他にも、喫煙や過度の飲酒、ストレス、糖尿病や脂質異常症などの生活習慣病、先天的な遺伝子疾患なども要因の一つとなります。
予防
生活習慣を改善する意識をもち、動脈硬化や生活習慣病を予防することで発症リスクを軽減することができます。
禁煙
喫煙は血管を収縮させるとともに動脈硬化を進行させる恐れがあるので、禁煙を心がけましょう。
健康的な食事
塩分の過剰摂取や過度の飲酒もよくありませんので、バランスの良い食生活を心がけましょう。
高血圧・脂質異常症・糖尿病の改善
高血圧や脂質異常症、糖尿病は発症要因となりますので、これらの診断をされたことがある方は生活習慣の見直しや治療を行い、適切な生活習慣を維持できるよう取り組みましょう。
適度な運動
運動不足は肥満、糖尿病、脂質異常症、高血圧といった生活習慣病の要因となりますので、適度に運動をするようにしましょう。
ストレス解消
ストレスは交感神経を緊張させ、血液中のコレステロールの増加や血管収縮を招き、動脈硬化を促進させます。ストレスの原因が明確であればできる限り避けるなどするほか、リラックスできる方法や環境を見つけ、ストレスを軽減させましょう。
治療
解離が発生した場所や程度によって危険度や緊急性は異なりますが、胸や背中あたりに強い痛みを感じた場合はためらわずに救急車を呼びましょう。一般的には、解離部分を取り換える人工血管置換術や血管内から解離部分を補強するステントグラフト内挿術などの手術が選択されますが、比較的緊急性が低い下行大動脈での解離の場合は降圧剤による血圧コントロールなどの内科的治療で様子をみることもあります。

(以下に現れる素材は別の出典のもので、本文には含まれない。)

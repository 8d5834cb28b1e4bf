//! Terminal rendering of a [`DashboardView`].

use super::chart::{bar_chart, rate_table};
use super::messages::{header, info_line, warning_line};
use crate::core::logic::{DashboardView, FleetRow};
use crate::utils::colors::{GREY, RESET, color_for_remaining, color_for_status};
use crate::utils::formatting::{GAP, bold, fmt_hours};
use crate::utils::table::{Column, Table};

pub const NO_DATA: &str = "No data for the selected filters.";

const SEPARATOR_WIDTH: usize = 60;

fn separator() -> String {
    format!("{GREY}{}{RESET}", "─".repeat(SEPARATOR_WIDTH))
}

/// The four headline metrics.
fn metrics(view: &DashboardView) -> String {
    let mut table = Table::new(vec![
        Column::left("Machine"),
        Column::left("Machine name"),
        Column::right("Hours to next service"),
        Column::left("Maintenance status"),
    ]);

    let (remaining, status) = match &view.maintenance {
        Some(m) => (
            format!(
                "{}{}{RESET}",
                color_for_remaining(m.hours_remaining),
                fmt_hours(m.hours_remaining)
            ),
            format!(
                "{} {}{}{RESET}",
                m.status.symbol(),
                color_for_status(m.status),
                m.status.label()
            ),
        ),
        None => (GAP.to_string(), GAP.to_string()),
    };

    let name = if view.machine_name.is_empty() {
        GAP.to_string()
    } else {
        view.machine_name.clone()
    };

    table.add_row(vec![view.machine_id.clone(), name, remaining, status]);
    table.render()
}

fn filters(view: &DashboardView) -> String {
    let mut out = String::new();

    let month = view
        .month
        .map(|m| m.to_string())
        .unwrap_or_else(|| GAP.to_string());
    let months: Vec<String> = view.available_months.iter().map(|m| m.to_string()).collect();
    out.push_str(&format!(
        "Month: {}   (available: {})\n",
        bold(&month),
        if months.is_empty() {
            GAP.to_string()
        } else {
            months.join(", ")
        }
    ));

    if view.sites.is_empty() {
        out.push_str(&format!("Work-sites: {GAP}\n"));
    } else {
        let boxes: Vec<String> = view
            .sites
            .iter()
            .map(|s| format!("[{}] {}", if s.checked { "x" } else { " " }, s.site))
            .collect();
        let joined = boxes.join("  ");
        let wrapped = textwrap::wrap(&joined, SEPARATOR_WIDTH);
        out.push_str("Work-sites: ");
        out.push_str(&wrapped.join("\n            "));
        out.push('\n');
    }

    out
}

/// Full dashboard for one selection.
pub fn render(view: &DashboardView) -> String {
    let mut out = String::new();

    out.push_str(&header("Machinery dashboard"));
    out.push_str("\n\n");
    out.push_str(&metrics(view));

    if let Some(m) = &view.maintenance {
        out.push_str(&format!(
            "{GREY}Current horometer: {} h | hours since service: {} h | interval: {} h{RESET}\n",
            fmt_hours(m.current_horometer),
            fmt_hours(m.hours_since_service),
            fmt_hours(m.baseline.service_interval_hours)
        ));
    }
    for note in &view.notes {
        out.push_str(&warning_line(note));
        out.push('\n');
    }

    out.push('\n');
    out.push_str(&filters(view));
    out.push_str(&separator());
    out.push('\n');

    out.push_str(&bold("Daily fuel consumption (liters)"));
    out.push('\n');
    if view.has_data() {
        let points: Vec<(u32, f64)> = view
            .series
            .fuel_liters
            .iter()
            .map(|(d, v)| (*d, *v))
            .collect();
        out.push_str(&bar_chart(&points, "L"));
        out.push_str(&format!("     total: {:.1} L\n", view.series.total_fuel()));
    } else {
        out.push_str(&info_line(NO_DATA));
        out.push('\n');
    }

    out.push('\n');
    out.push_str(&bold("Daily throughput: real vs ideal (L/h)"));
    out.push('\n');
    if view.has_data() {
        out.push_str(&rate_table(&view.series.rows()));
    } else {
        out.push_str(&info_line(NO_DATA));
        out.push('\n');
    }

    out.push_str(&separator());
    out.push('\n');
    let updated = view
        .last_update
        .map(|d| d.to_string())
        .unwrap_or_else(|| GAP.to_string());
    out.push_str(&format!("{GREY}Data updated to: {updated}{RESET}\n"));

    out
}

/// One line per machine with its maintenance light.
pub fn render_fleet(rows: &[FleetRow]) -> String {
    let mut table = Table::new(vec![
        Column::left("Machine"),
        Column::left("Name"),
        Column::right("Horometer"),
        Column::right("Hours left"),
        Column::left("Status"),
    ]);

    for r in rows {
        let (horometer, remaining, status) = match &r.maintenance {
            Some(m) => (
                fmt_hours(m.current_horometer),
                format!(
                    "{}{}{RESET}",
                    color_for_remaining(m.hours_remaining),
                    fmt_hours(m.hours_remaining)
                ),
                format!(
                    "{} {}{}{RESET}{}",
                    m.status.symbol(),
                    color_for_status(m.status),
                    m.status.label(),
                    if m.baseline.uses_default() {
                        " (default interval)"
                    } else {
                        ""
                    }
                ),
            ),
            None => (GAP.to_string(), GAP.to_string(), "no data".to_string()),
        };

        table.add_row(vec![
            r.machine_id.clone(),
            r.machine_name.clone(),
            horometer,
            remaining,
            status,
        ]);
    }

    table.render()
}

当院では、手術後など比較的状態が安定している方を対象に、自宅での生活や社会復帰を目指し内科的治療や生活指導、心臓リハビリテーションを行います。もろくなっている血管や解離した部分に負担をかけないためにも、しっかりと動脈硬化や高血圧の治療を行い血圧コントロールを継続していくことが大切です。
生活・食事療法
動脈硬化や高血圧の治療のためにも特に血圧コントロールが重要になりますので、食事の塩分量の調節や禁煙などに取り組みましょう。運動の程度に関しては患者さまの病状によって異なってくるので、主治医とよく相談しながら行うことが大切です。
薬物治療
生活習慣の改善によって血圧コントロールを行うことはもちろんですが、降圧剤を使用して血圧を下げることで解離の進行や再発を防ぎます。
心臓リハビリテーション
術後は心臓の機能や身体の運動機能などが低下しているため、運動療法・生活習慣の改善など一人ひとりに適したプログラムを実施することで、社会復帰を目指すと同時に再発を防ぐ心臓リハビリテーションを行います。